We use the titanic dataset and a random forest model.

library("DALEX")
library("randomForest")
titanic_imputed <- archivist::aread("pbiecek/models/27e5c")
titanic_rf <- archivist::aread("pbiecek/models/4e0fc")
explainer_rf <- DALEX::explain(model = titanic_rf,  
                               data = titanic_imputed[, -9],
                               y = titanic_imputed$survived, 
                               label = "Random Forest")

Partial-dependence profiles

library("ggplot2")
pdp_rf <- model_profile(explainer = explainer_rf, variables = "age")
plot(pdp_rf) +  ggtitle("Partial-dependence profile for age") 
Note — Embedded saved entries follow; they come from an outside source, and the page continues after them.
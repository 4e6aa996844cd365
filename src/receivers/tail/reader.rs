// SPDX-License-Identifier: Apache-2.0

//! Assembles complete lines from raw chunks read off the file.

use bytes::BytesMut;
use tracing::warn;

use crate::topology::payload::LogLine;

/// Buffers the unterminated tail of the data seen so far and hands out
/// complete lines as their newline arrives.
///
/// A line that grows past `max_line_size` is dropped as a whole; everything
/// up to the next newline is skipped so the following line starts clean.
pub struct LineReader {
    partial: BytesMut,
    max_line_size: usize,
    /// Skipping the remainder of an oversized line
    discarding: bool,
}

impl LineReader {
    pub fn new(max_line_size: usize) -> Self {
        Self {
            partial: BytesMut::new(),
            max_line_size,
            discarding: false,
        }
    }

    /// Feed a chunk. `emit` is called once per completed line and returns
    /// false to stop; in that case the rest of the chunk is discarded and
    /// false is returned.
    pub fn push<F>(&mut self, mut chunk: &[u8], emit: &mut F) -> bool
    where
        F: FnMut(LogLine) -> bool,
    {
        while !chunk.is_empty() {
            let Some(idx) = chunk.iter().position(|&b| b == b'\n') else {
                self.buffer(chunk);
                break;
            };

            let (head, rest) = chunk.split_at(idx);
            chunk = &rest[1..];

            if self.discarding {
                self.discarding = false;
                continue;
            }

            let len = self.partial.len() + head.len();
            if len > self.max_line_size {
                self.drop_oversized(len);
                continue;
            }

            self.partial.extend_from_slice(head);
            if !emit(self.take_line()) {
                return false;
            }
        }
        true
    }

    /// Unterminated remainder, used only when the stream ends for good.
    pub fn finish(&mut self) -> Option<LogLine> {
        self.discarding = false;
        if self.partial.is_empty() {
            None
        } else {
            Some(self.take_line())
        }
    }

    /// Forget buffered content, e.g. after the file was truncated or replaced.
    pub fn reset(&mut self) {
        self.partial.clear();
        self.discarding = false;
    }

    /// Ignore everything up to and including the next newline. Used when
    /// reading starts in the middle of a line.
    pub fn skip_to_next_line(&mut self) {
        self.partial.clear();
        self.discarding = true;
    }

    /// Bytes waiting for a newline.
    pub fn pending(&self) -> usize {
        self.partial.len()
    }

    fn buffer(&mut self, chunk: &[u8]) {
        if self.discarding {
            return;
        }
        let len = self.partial.len() + chunk.len();
        if len > self.max_line_size {
            self.drop_oversized(len);
            self.discarding = true;
        } else {
            self.partial.extend_from_slice(chunk);
        }
    }

    fn drop_oversized(&mut self, len: usize) {
        warn!(
            len,
            max_line_size = self.max_line_size,
            reason = "line too long",
            "Dropping line"
        );
        self.partial.clear();
    }

    fn take_line(&mut self) -> LogLine {
        if self.partial.last() == Some(&b'\r') {
            self.partial.truncate(self.partial.len() - 1);
        }
        LogLine::new(self.partial.split().freeze())
    }
}

#[cfg(test)]
mod tests {
    use super::*;

    fn collect(reader: &mut LineReader, chunks: &[&str]) -> Vec<LogLine> {
        let mut out = Vec::new();
        for chunk in chunks {
            reader.push(chunk.as_bytes(), &mut |line| {
                out.push(line);
                true
            });
        }
        out
    }

    fn lines(expected: &[&'static str]) -> Vec<LogLine> {
        expected.iter().map(|s| LogLine::from(*s)).collect()
    }

    #[test]
    fn splits_complete_lines() {
        let mut reader = LineReader::new(1024);
        let out = collect(&mut reader, &["one\ntwo\nthree\n"]);
        assert_eq!(out, lines(&["one", "two", "three"]));
        assert_eq!(reader.pending(), 0);
    }

    #[test]
    fn holds_partial_line_until_newline() {
        let mut reader = LineReader::new(1024);

        let out = collect(&mut reader, &["{\"timestamp\":\"t1\",", "\"file\":\"a.txt\""]);
        assert!(out.is_empty());
        assert_eq!(reader.pending(), 32);

        let out = collect(&mut reader, &["}\n"]);
        assert_eq!(
            out,
            vec![LogLine::from("{\"timestamp\":\"t1\",\"file\":\"a.txt\"}")]
        );
    }

    #[test]
    fn strips_crlf_and_keeps_empty_lines() {
        let mut reader = LineReader::new(1024);
        let out = collect(&mut reader, &["a\r\n\nb\n"]);
        assert_eq!(out, lines(&["a", "", "b"]));
    }

    #[test]
    fn drops_oversized_line_whole() {
        let mut reader = LineReader::new(8);
        let out = collect(&mut reader, &["short\nthis line is ", "far too long\n", "next\n"]);
        assert_eq!(out, lines(&["short", "next"]));
    }

    #[test]
    fn drops_oversized_line_within_one_chunk() {
        let mut reader = LineReader::new(4);
        let out = collect(&mut reader, &["ok\ntoolong\nok2\n"]);
        assert_eq!(out, lines(&["ok", "ok2"]));
    }

    #[test]
    fn stop_request_is_honoured() {
        let mut reader = LineReader::new(1024);
        let mut seen = 0;
        let completed = reader.push(b"a\nb\nc\n", &mut |_| {
            seen += 1;
            seen < 2
        });
        assert!(!completed);
        assert_eq!(seen, 2);
    }

    #[test]
    fn finish_returns_remainder_and_reset_clears() {
        let mut reader = LineReader::new(1024);
        collect(&mut reader, &["tail without newline"]);
        assert_eq!(reader.finish(), Some("tail without newline".into()));
        assert_eq!(reader.finish(), None);

        collect(&mut reader, &["stale"]);
        reader.reset();
        assert_eq!(reader.pending(), 0);
    }
}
  • Only need to supplier explainer and variable arguments
  • Optional argument N allows you to vary the sample size used for calculation, default is 100
  • We can specify specific grouping variables if creating grouped PDP
  • We can also create clustered PDP by specifying the k argument for number of clusters. Uses hierarchical clustering under the hood.

We can include CP profiles (i.e. an ICE plot) with an additional argument to plot():

plot(pdp_rf, geom = "profiles") + 
    ggtitle("Ceteris-paribus and partial-dependence profiles for age") 

Clustered partial-dependence profiles

This uses hclust() function:

pdp_rf_clust <- model_profile(explainer = explainer_rf, 
                              variables = "age", k = 3)

plot(pdp_rf_clust, geom = "profiles") + 
    ggtitle("Clustered partial-dependence profiles for age")

Grouped partial dependence profiles {-}

Below we group by gender:

pdp_rf_gender <- model_profile(explainer = explainer_rf, 
                               variables = "age", groups = "gender")

plot(pdp_rf_gender, geom = "profiles") + 
    ggtitle("Partial-dependence profiles for age, grouped by gender") 

Contrastive partial-dependence profiles

library("rms")
titanic_lmr <- archivist::aread("pbiecek/models/58b24")
explainer_lmr <- DALEX::explain(model = titanic_lmr, 
                                data = titanic_imputed[, -9],
                                y = titanic_imputed$survived, 
                                label = "Logistic Regression")

pdp_lmr <- model_profile(explainer = explainer_lmr, variables = "age")
pdp_rf <- model_profile(explainer = explainer_rf, variables = "age")

plot(pdp_rf, pdp_lmr) +
    ggtitle("Partial-dependence profiles for age for two models")